TASK PROMPT: How many lines in the records below contain the word "PathBuf"? Give only the number.

ENTRIES SHOWN:
use crate::error::LoadError;
use crate::models::{Address, PropertyRecord, TransactionNature};
use crate::traits::RecordSource;
use async_trait::async_trait;
use chrono::NaiveDate;
use flate2::read::MultiGzDecoder;
use reqwest::Client;
use serde::Deserialize;
use std::fmt;
use std::io::Read;
use std::path::PathBuf;
use url::Url;

pub const DVF_BASE_URL: &str = "https://files.data.gouv.fr/geo-dvf/latest/csv";

const GZIP_MAGIC: [u8; 2] = [0x1f, 0x8b];

/// Yearly per-department extract of the geolocated DVF dataset.
pub fn dvf_url(year: u16, department: &str) -> String {
    format!("{DVF_BASE_URL}/{year}/departements/{department}.csv.gz")
}

#[derive(Debug, Clone, PartialEq, Eq)]
pub enum SourceLocation {
    Local(PathBuf),
    Remote(Url),
}

impl SourceLocation {
    pub fn parse(identifier: &str) -> Result<Self, LoadError> {
        let identifier = identifier.trim();
        if identifier.is_empty() {
            return Err(LoadError::InvalidArgument(
                "source identifier is empty".to_string(),
            ));
        }

        let lowered = identifier.to_ascii_lowercase();
        if lowered.starts_with("http://") || lowered.starts_with("https://") {
            Ok(SourceLocation::Remote(Url::parse(identifier)?))
        } else {
            Ok(SourceLocation::Local(PathBuf::from(identifier)))
        }
    }
}

impl fmt::Display for SourceLocation {
    fn fmt(&self, f: &mut fmt::Formatter<'_>) -> fmt::Result {
        match self {
            SourceLocation::Local(path) => write!(f, "{}", path.display()),
            SourceLocation::Remote(url) => write!(f, "{url}"),
        }
    }
}

#[derive(Debug, Clone, PartialEq, Eq)]
pub struct SkippedRow {
    pub line: u64,
    pub reason: String,
}

#[derive(Debug, Clone, Default)]
pub struct LoadReport {
    pub records: Vec<PropertyRecord>,
    pub skipped_rows: Vec<SkippedRow>,
}

pub struct CsvSource {
    location: SourceLocation,
    client: Client,
}

impl CsvSource {
    pub fn new(location: SourceLocation) -> Self {
        Self {
            location,
            client: Client::new(),
        }
    }

    pub fn location(&self) -> &SourceLocation {
        &self.location
    }

    async fn fetch_bytes(&self) -> Result<Vec<u8>, LoadError> {
        match &self.location {
            SourceLocation::Local(path) => Ok(tokio::fs::read(path).await?),
            SourceLocation::Remote(url) => {
                let response = self.client.get(url.clone()).send().await?;
                if !response.status().is_success() {
                    return Err(LoadError::Fetch {
                        location: url.to_string(),
                        status: response.status().to_string(),
                    });
                }
                Ok(response.bytes().await?.to_vec())
            }
        }
    }
}

#[async_trait]
impl RecordSource for CsvSource {
    async fn load(&self) -> Result<LoadReport, LoadError> {
        let bytes = self.fetch_bytes().await?;
        decode_records(&bytes)
    }

    fn describe(&self) -> String {
        self.location.to_string()
    }
}

/// Decodes a DVF CSV extract, gunzipping it first when it starts with the
/// gzip magic bytes. Rows that cannot be decoded are reported, not fatal.
pub fn decode_records(bytes: &[u8]) -> Result<LoadReport, LoadError> {
    let input: Box<dyn Read + '_> = if bytes.starts_with(&GZIP_MAGIC) {
        Box::new(MultiGzDecoder::new(bytes))
    } else {
        Box::new(bytes)
    };

    let mut reader = csv::ReaderBuilder::new()
        .has_headers(true)
        .flexible(true)
        .from_reader(input);

    let headers = reader.headers()?.clone();
    if !headers.iter().any(|header| header == "id_mutation") {
        return Err(LoadError::MissingColumn("id_mutation".to_string()));
    }

    let mut report = LoadReport::default();
    for (index, row) in reader.deserialize::<RawTransaction>().enumerate() {
        // header is line 1
        let fallback_line = index as u64 + 2;
        let decoded = row
            .map_err(|error| SkippedRow {
                line: error
                    .position()
                    .map(|position| position.line())
                    .unwrap_or(fallback_line),
                reason: error.to_string(),
            })
            .and_then(|raw| {
                raw.into_record().map_err(|reason| SkippedRow {
                    line: fallback_line,
                    reason,
                })
            });

        match decoded {
            Ok(record) => report.records.push(record),
            Err(skipped) => report.skipped_rows.push(skipped),
        }
    }

    Ok(report)
}

#[derive(Debug, Deserialize)]
struct RawTransaction {
    id_mutation: String,
    #[serde(default)]
    date_mutation: Option<String>,
    #[serde(default)]
    nature_mutation: Option<String>,
    #[serde(default)]
    valeur_fonciere: Option<f64>,
    #[serde(default)]
    adresse_numero: Option<f64>,
    #[serde(default)]
    adresse_nom_voie: Option<String>,
    #[serde(default)]
    nom_commune: Option<String>,
    #[serde(default)]
    type_local: Option<String>,
    #[serde(default)]
    surface_reelle_bati: Option<f64>,
    #[serde(default)]
    nombre_pieces_principales: Option<f64>,
    #[serde(default)]
    longitude: Option<f64>,
    #[serde(default)]
    latitude: Option<f64>,
}

impl RawTransaction {
    fn into_record(self) -> Result<PropertyRecord, String> {
        let date = self
            .date_mutation
            .as_deref()
            .map(|value| {
                NaiveDate::parse_from_str(value.trim(), "%Y-%m-%d")
                    .map_err(|error| format!("invalid date_mutation `{value}`: {error}"))
            })
            .transpose()?;

        Ok(PropertyRecord {
            id: self.id_mutation,
            date,
            nature: self
                .nature_mutation
                .as_deref()
                .map(TransactionNature::from_label)
                .unwrap_or_default(),
            property_type: non_blank(self.type_local),
            price: finite(self.valeur_fonciere),
            surface: finite(self.surface_reelle_bati),
            rooms: whole_number(
                finite(self.nombre_pieces_principales),
                "nombre_pieces_principales",
            )?,
            longitude: finite(self.longitude),
            latitude: finite(self.latitude),
            address: Address {
                street_number: whole_number(finite(self.adresse_numero), "adresse_numero")?,
                street_name: non_blank(self.adresse_nom_voie),
                municipality: non_blank(self.nom_commune),
            },
        })
    }
}

/// `NaN` and infinite cells count as missing.
fn finite(value: Option<f64>) -> Option<f64> {
    value.filter(|number| number.is_finite())
}

fn whole_number(value: Option<f64>, column: &str) -> Result<Option<u32>, String> {
    match value {
        None => Ok(None),
        Some(number) if number.fract() == 0.0 && (0.0..=u32::MAX as f64).contains(&number) => {
            Ok(Some(number as u32))
        }
        Some(number) => Err(format!("{column} is not a whole number: {number}")),
    }
}

fn non_blank(value: Option<String>) -> Option<String> {
    value
        .map(|text| text.trim().to_string())
        .filter(|text| !text.is_empty())
}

TASK ANSWER: 3